The heart-rending images of a Syrian boy's washed-up body on Turkey's Bodrum beach has highlighted the growing migrant crisis and sparked international outcry, global media reported on Thursday.
The images of a child, identified as three-year-old Aylan Kurdi by Turkey's DHA news agency, have become the top trending topic on the micro-blogging site Twitter.
"It put a human face on the dangers faced by tens of thousands of desperate people who risk life and limb to seek a new life in Europe," Good Morning Turkey website said.
According to itv.com, Aylan was among 23 people who had set off in two boats headed for the Greek island of Kos.
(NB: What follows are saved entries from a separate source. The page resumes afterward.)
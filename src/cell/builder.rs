//! Append-only cell builder.

use crate::cell::bits::BitString;
use crate::cell::errors::CellError;
use crate::cell::tree::Cell;
use crate::cell::{MAX_BITS, MAX_REFS};
use crate::types::address::Address;
use crate::types::coins::{Coins, MAX_COIN_BYTES};
use crate::types::hash::HASH_BITS;

/// Bits taken by an `addr_std` address without anycast.
pub const STD_ADDRESS_BITS: usize = 2 + 1 + 8 + HASH_BITS;

/// Width of the coin length prefix.
pub const COINS_LEN_BITS: usize = 4;

/// Staging buffer for a single [`Cell`].
///
/// Every `store_*` call checks the bit and reference budgets before writing,
/// so a failed call leaves the builder untouched. [`Builder::end_cell`]
/// consumes the builder; nothing can be written after finalization.
#[derive(Debug, Default)]
pub struct Builder {
    data: BitString,
    refs: Vec<Cell>,
}

impl Builder {
    pub fn new() -> Self {
        Self::default()
    }

    pub fn bits_used(&self) -> usize {
        self.data.len()
    }

    pub fn bits_left(&self) -> usize {
        MAX_BITS - self.data.len()
    }

    pub fn refs_used(&self) -> usize {
        self.refs.len()
    }

    fn ensure_bits(&self, requested: usize) -> Result<(), CellError> {
        if requested > self.bits_left() {
            return Err(CellError::capacity(self.data.len(), requested));
        }
        Ok(())
    }

    fn ensure_ref(&self) -> Result<(), CellError> {
        if self.refs.len() >= MAX_REFS {
            return Err(CellError::TooManyReferences);
        }
        Ok(())
    }

    pub fn store_bit(&mut self, bit: bool) -> Result<&mut Self, CellError> {
        self.ensure_bits(1)?;
        self.data.push(bit);
        Ok(self)
    }

    /// Appends `value` as a `bits`-wide unsigned integer, MSB first.
    pub fn store_uint(&mut self, value: u128, bits: usize) -> Result<&mut Self, CellError> {
        if bits > 128 || (bits < 128 && value >> bits != 0) {
            return Err(CellError::out_of_range(value, bits));
        }
        self.ensure_bits(bits)?;
        self.data.push_uint(value, bits);
        Ok(self)
    }

    /// Appends `value` as a `bits`-wide two's-complement integer.
    pub fn store_int(&mut self, value: i128, bits: usize) -> Result<&mut Self, CellError> {
        let fits = match bits {
            0 => value == 0,
            1..=127 => {
                let bound = 1i128 << (bits - 1);
                (-bound..bound).contains(&value)
            }
            128 => true,
            _ => false,
        };
        if !fits {
            return Err(CellError::out_of_range(value, bits));
        }
        self.ensure_bits(bits)?;
        self.data.push_uint(value as u128, bits);
        Ok(self)
    }

    /// Appends `n` zero bits.
    pub fn store_zeros(&mut self, n: usize) -> Result<&mut Self, CellError> {
        self.ensure_bits(n)?;
        for _ in 0..n {
            self.data.push(false);
        }
        Ok(self)
    }

    pub fn store_bits(&mut self, bits: &BitString) -> Result<&mut Self, CellError> {
        self.ensure_bits(bits.len())?;
        self.data.append(bits);
        Ok(self)
    }

    pub fn store_bytes(&mut self, bytes: &[u8]) -> Result<&mut Self, CellError> {
        self.ensure_bits(bytes.len() * 8)?;
        for byte in bytes {
            self.data.push_uint(*byte as u128, 8);
        }
        Ok(self)
    }

    /// Appends `addr_std$10`, anycast `0`, 8-bit workchain, 256-bit account id.
    pub fn store_address(&mut self, addr: &Address) -> Result<&mut Self, CellError> {
        self.ensure_bits(STD_ADDRESS_BITS)?;
        self.data.push_uint(0b10, 2);
        self.data.push(false);
        self.data.push_uint(addr.workchain as u8 as u128, 8);
        for byte in addr.hash.0 {
            self.data.push_uint(byte as u128, 8);
        }
        Ok(self)
    }

    /// Like [`Builder::store_address`], writing `addr_none$00` for `None`.
    pub fn store_address_opt(&mut self, addr: Option<&Address>) -> Result<&mut Self, CellError> {
        match addr {
            Some(addr) => self.store_address(addr),
            None => self.store_uint(0, 2),
        }
    }

    /// Appends a 4-bit byte length followed by the minimal big-endian payload.
    pub fn store_coins(&mut self, amount: Coins) -> Result<&mut Self, CellError> {
        let len = amount.byte_len();
        if len > MAX_COIN_BYTES {
            return Err(CellError::out_of_range(amount.nano(), MAX_COIN_BYTES * 8));
        }
        self.ensure_bits(COINS_LEN_BITS + len * 8)?;
        self.data.push_uint(len as u128, COINS_LEN_BITS);
        self.data.push_uint(amount.nano(), len * 8);
        Ok(self)
    }

    pub fn store_ref(&mut self, cell: Cell) -> Result<&mut Self, CellError> {
        self.ensure_ref()?;
        self.refs.push(cell);
        Ok(self)
    }

    /// Optional-dictionary form: `1` plus a reference to the root, or a lone `0`.
    pub fn store_dict(&mut self, root: Option<Cell>) -> Result<&mut Self, CellError> {
        match root {
            Some(root) => {
                self.ensure_bits(1)?;
                self.ensure_ref()?;
                self.data.push(true);
                self.refs.push(root);
                Ok(self)
            }
            None => self.store_bit(false),
        }
    }

    /// Finalizes the builder into an immutable cell.
    pub fn end_cell(self) -> Cell {
        Cell::from_parts(self.data, self.refs)
    }
}

#[cfg(test)]
mod tests {
    use super::*;
    use crate::types::hash::Hash;

    #[test]
    fn store_uint_is_msb_first() {
        let mut b = Builder::new();
        b.store_uint(0x05138d91, 32).unwrap();
        let cell = b.end_cell();
        assert_eq!(cell.data().as_bytes(), &[0x05, 0x13, 0x8d, 0x91]);
    }

    #[test]
    fn store_uint_range_check() {
        let mut b = Builder::new();
        assert!(b.store_uint(15, 4).is_ok());
        assert!(matches!(
            b.store_uint(16, 4),
            Err(CellError::ValueOutOfRange { bits: 4, .. })
        ));
        assert_eq!(b.bits_used(), 4);
        assert!(b.store_uint(u128::MAX, 128).is_ok());
        assert!(b.store_uint(0, 129).is_err());
    }

    #[test]
    fn store_int_range_check() {
        let mut b = Builder::new();
        b.store_int(-1, 8).unwrap().store_int(127, 8).unwrap();
        assert_eq!(b.end_cell().data().as_bytes(), &[0xFF, 0x7F]);

        let mut b = Builder::new();
        assert!(b.store_int(128, 8).is_err());
        assert!(b.store_int(-129, 8).is_err());
        assert!(b.store_int(-128, 8).is_ok());
    }

    #[test]
    fn capacity_is_1023_bits() {
        let mut b = Builder::new();
        b.store_zeros(1023).unwrap();
        assert_eq!(b.bits_left(), 0);
        assert!(matches!(
            b.store_bit(true),
            Err(CellError::CapacityExceeded {
                used: 1023,
                requested: 1
            })
        ));
    }

    #[test]
    fn failed_store_leaves_builder_untouched() {
        let mut b = Builder::new();
        b.store_zeros(1000).unwrap();
        assert!(b.store_uint(0, 64).is_err());
        assert_eq!(b.bits_used(), 1000);
    }

    #[test]
    fn fifth_reference_fails() {
        let mut b = Builder::new();
        for _ in 0..4 {
            b.store_ref(Cell::default()).unwrap();
        }
        assert!(matches!(
            b.store_ref(Cell::default()),
            Err(CellError::TooManyReferences)
        ));
        assert!(matches!(
            b.store_dict(Some(Cell::default())),
            Err(CellError::TooManyReferences)
        ));
        assert_eq!(b.bits_used(), 0);
    }

    #[test]
    fn address_layout() {
        let mut hash = [0u8; 32];
        hash[0] = 0xFF;
        let addr = Address::new(-1, Hash(hash));
        let mut b = Builder::new();
        b.store_address(&addr).unwrap();
        let cell = b.end_cell();
        assert_eq!(cell.bit_len(), STD_ADDRESS_BITS);
        let mut s = cell.parse();
        assert_eq!(s.load_uint(3).unwrap(), 0b100);
        assert_eq!(s.load_int(8).unwrap(), -1);
        assert_eq!(s.load_uint(8).unwrap(), 0xFF);
    }

    #[test]
    fn address_none_is_two_zero_bits() {
        let mut b = Builder::new();
        b.store_address_opt(None).unwrap();
        assert_eq!(b.end_cell().bit_len(), 2);
    }

    #[test]
    fn coins_zero_is_length_only() {
        let mut b = Builder::new();
        b.store_coins(Coins::ZERO).unwrap();
        let cell = b.end_cell();
        assert_eq!(cell.bit_len(), 4);
        assert_eq!(cell.parse().load_uint(4).unwrap(), 0);
    }

    #[test]
    fn coins_minimal_length() {
        let mut b = Builder::new();
        b.store_coins(Coins(100_000_000)).unwrap();
        let cell = b.end_cell();
        // 100_000_000 = 0x05F5E100, four bytes
        assert_eq!(cell.bit_len(), 4 + 32);
        let mut s = cell.parse();
        assert_eq!(s.load_uint(4).unwrap(), 4);
        assert_eq!(s.load_uint(32).unwrap(), 0x05F5E100);
    }

    #[test]
    fn coins_max_and_overflow() {
        let mut b = Builder::new();
        b.store_coins(Coins::MAX).unwrap();
        assert_eq!(b.bits_used(), 4 + 120);

        let mut b = Builder::new();
        assert!(matches!(
            b.store_coins(Coins(Coins::MAX.0 + 1)),
            Err(CellError::ValueOutOfRange { .. })
        ));
        assert_eq!(b.bits_used(), 0);
    }

    #[test]
    fn store_dict_marker() {
        let mut b = Builder::new();
        b.store_dict(None).unwrap().store_dict(Some(Cell::default())).unwrap();
        assert_eq!(b.bits_used(), 2);
        assert_eq!(b.refs_used(), 1);
        let cell = b.end_cell();
        let mut s = cell.parse();
        assert!(s.load_dict().unwrap().is_none());
        assert!(s.load_dict().unwrap().is_some());
    }
}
Aylan's five-year-old brother and mother are also reported to have died while trying to cross the Mediterranean.
"Tiny victim of a human catastrophe," said Britain's Daily Mail, while Italy's La Repubblica tweeted: "One photo to silence the world."
"If these extraordinarily powerful images of a dead Syrian child washed-up on a beach don't change Europe's attitude to refugees, what will?" -- the Independent reported.
According to a report, Aylan's family sought refuge in Canada but their application was turned down by immigration authorities.
The children's aunt, Teema Kurdi, told the Ottawa Citizen that after the family fled from the war-torn border town of Kobani, which was overrun by the Islamic State last year, the United Nations would not register them as refugees and the Turkish government would not grant them exit visas.
"I was trying to sponsor them, and I have my friends and my neighbours who helped me with the bank deposits, but we couldn't get them out," she was quoted as saying in the Ottawa Citizen report.
According to reports, more than 2,000 refugees have died crossing the Mediterranean this year. But several European countries, including Britain, have refused to accept proposed quotas of asylum seekers.